Dataset entries:
//! Pipeline Collaborators
//!
//! Narrow interfaces to the content generator, slug generator, goal detector
//! and persistent store, plus the reference implementations used by the
//! binary and the tests.

use std::collections::HashMap;

use async_trait::async_trait;
use chrono::{DateTime, Utc};
use serde::Serialize;
use tokio::sync::RwLock;

use crate::enumerator::classify_goal;
use crate::error::Result;
use crate::scenario::{scenario_key, ScenarioParams};

// == Content ==
/// One titled block of a scenario page.
#[derive(Debug, Clone, PartialEq, Serialize)]
pub struct ContentSection {
    pub heading: String,
    pub body: String,
}

/// Generated page content before rendering to a single string.
#[derive(Debug, Clone, Default, PartialEq, Serialize)]
pub struct ContentSections {
    pub title: String,
    pub sections: Vec<ContentSection>,
}

impl ContentSections {
    /// Renders the sections as a Markdown document.
    pub fn render(&self) -> String {
        let mut out = format!("# {}\n", self.title);
        for section in &self.sections {
            out.push_str(&format!("\n## {}\n\n{}\n", section.heading, section.body));
        }
        out
    }
}

// == Traits ==
/// Produces page content for a scenario in one locale. May fail or be slow.
#[async_trait]
pub trait ContentGenerator: Send + Sync {
    async fn generate(&self, params: &ScenarioParams, locale: &str) -> Result<ContentSections>;
}

/// Maps parameters to a URL slug. Must be deterministic.
pub trait SlugGenerator: Send + Sync {
    fn slug(&self, params: &ScenarioParams) -> String;
}

/// Labels a scenario with the goal it most likely serves.
pub trait GoalDetector: Send + Sync {
    fn detect(&self, params: &ScenarioParams) -> String;
}

/// A generated scenario handed to the persistent store.
#[derive(Debug, Clone, PartialEq, Serialize)]
pub struct ScenarioRecord {
    pub slug: String,
    pub locale: String,
    pub goal: String,
    pub params: ScenarioParams,
    pub content: String,
    pub generated_at: DateTime<Utc>,
}

/// Durable storage for generated scenarios; the system of record.
#[async_trait]
pub trait ScenarioStore: Send + Sync {
    async fn save(&self, record: &ScenarioRecord) -> Result<()>;
}

// == Future Value ==
/// Balance after `time_horizon` years of monthly compounding with monthly
/// contributions at the end of each month.
pub fn future_value(params: &ScenarioParams) -> f64 {
    let months = f64::from(params.time_horizon * 12);
    let rate = params.annual_return / 100.0 / 12.0;
    if rate == 0.0 {
        return params.initial_amount + params.monthly_contribution * months;
    }
    let growth = (1.0 + rate).powf(months);
    params.initial_amount * growth + params.monthly_contribution * (growth - 1.0) / rate
}

// == Template Content Generator ==
struct LocaleText {
    title: &'static str,
    summary: &'static str,
    contributions: &'static str,
    growth: &'static str,
}

fn locale_text(locale: &str) -> LocaleText {
    match locale.split(|c: char| c == '-' || c == '_').next().unwrap_or_default() {
        "es" => LocaleText {
            title: "Inversión de {initial} con {monthly} al mes durante {years} años",
            summary: "Resumen",
            contributions: "Aportaciones",
            growth: "Crecimiento",
        },
        "pl" => LocaleText {
            title: "Inwestycja {initial} z wpłatą {monthly} miesięcznie przez {years} lat",
            summary: "Podsumowanie",
            contributions: "Wpłaty",
            growth: "Wzrost",
        },
        _ => LocaleText {
            title: "Investing {initial} with {monthly} a month for {years} years",
            summary: "Summary",
            contributions: "Contributions",
            growth: "Growth",
        },
    }
}

/// Builds scenario pages from fixed per-locale templates.
///
/// Knows English, Spanish and Polish headings; other locales get English.
#[derive(Debug, Clone, Copy, Default)]
pub struct TemplateContentGenerator;

#[async_trait]
impl ContentGenerator for TemplateContentGenerator {
    async fn generate(&self, params: &ScenarioParams, locale: &str) -> Result<ContentSections> {
        let text = locale_text(locale);
        let final_value = future_value(params);
        let paid_in = params.total_contributions();

        let title = text
            .title
            .replace("{initial}", &format!("{:.0}", params.initial_amount))
            .replace("{monthly}", &format!("{:.0}", params.monthly_contribution))
            .replace("{years}", &params.time_horizon.to_string());

        Ok(ContentSections {
            title,
            sections: vec![
                ContentSection {
                    heading: text.summary.to_string(),
                    body: format!("{:.2} @ {}% / {}y", final_value, params.annual_return, params.time_horizon),
                },
                ContentSection {
                    heading: text.contributions.to_string(),
                    body: format!("{:.2}", paid_in),
                },
                ContentSection {
                    heading: text.growth.to_string(),
                    body: format!("{:.2}", final_value - paid_in),
                },
            ],
        })
    }
}

// == Rounded Slug Generator ==
/// Slugs from rounded parameters, so near-identical inputs share a slug.
///
/// Initial amount rounds to the nearest 100, monthly contribution to the
/// nearest 10 and the return to one decimal.
#[derive(Debug, Clone, Copy, Default)]
pub struct RoundedSlugGenerator;

impl SlugGenerator for RoundedSlugGenerator {
    fn slug(&self, params: &ScenarioParams) -> String {
        format!(
            "invest-{}-monthly-{}-at-{}-percent-for-{}-years",
            round_to(params.initial_amount, 100.0),
            round_to(params.monthly_contribution, 10.0),
            format_rate(params.annual_return),
            params.time_horizon
        )
    }
}

fn round_to(value: f64, step: f64) -> i64 {
    ((value / step).round() * step) as i64
}

fn format_rate(rate: f64) -> String {
    let tenths = (rate * 10.0).round() as i64;
    let sign = if tenths < 0 { "minus-" } else { "" };
    let (whole, frac) = (tenths.abs() / 10, tenths.abs() % 10);
    if frac == 0 {
        format!("{sign}{whole}")
    } else {
        format!("{sign}{whole}-{frac}")
    }
}

// == Rule Goal Detector ==
/// Goal labels from horizon and amount rules.
#[derive(Debug, Clone, Copy, Default)]
pub struct RuleGoalDetector;

impl GoalDetector for RuleGoalDetector {
    fn detect(&self, params: &ScenarioParams) -> String {
        classify_goal(params).to_string()
    }
}

// == In-Memory Store ==
/// Store keeping records in a map, keyed like the cache.
#[derive(Debug, Default)]
pub struct InMemoryScenarioStore {
    records: RwLock<HashMap<String, ScenarioRecord>>,
}

impl InMemoryScenarioStore {
    pub fn new() -> Self {
        Self::default()
    }

    pub async fn get(&self, slug: &str, locale: &str) -> Option<ScenarioRecord> {
        self.records.read().await.get(&scenario_key(slug, locale)).cloned()
    }

    pub async fn len(&self) -> usize {
        self.records.read().await.len()
    }

    pub async fn is_empty(&self) -> bool {
        self.records.read().await.is_empty()
    }
}

#[async_trait]
impl ScenarioStore for InMemoryScenarioStore {
    async fn save(&self, record: &ScenarioRecord) -> Result<()> {
        self.records
            .write()
            .await
            .insert(scenario_key(&record.slug, &record.locale), record.clone());
        Ok(())
    }
}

**Task to carry out**
If a line in the entries includes the word "save", copy that line out.

**Response to this exercise**
    async fn save(&self, record: &ScenarioRecord) -> Result<()>;
    async fn save(&self, record: &ScenarioRecord) -> Result<()> {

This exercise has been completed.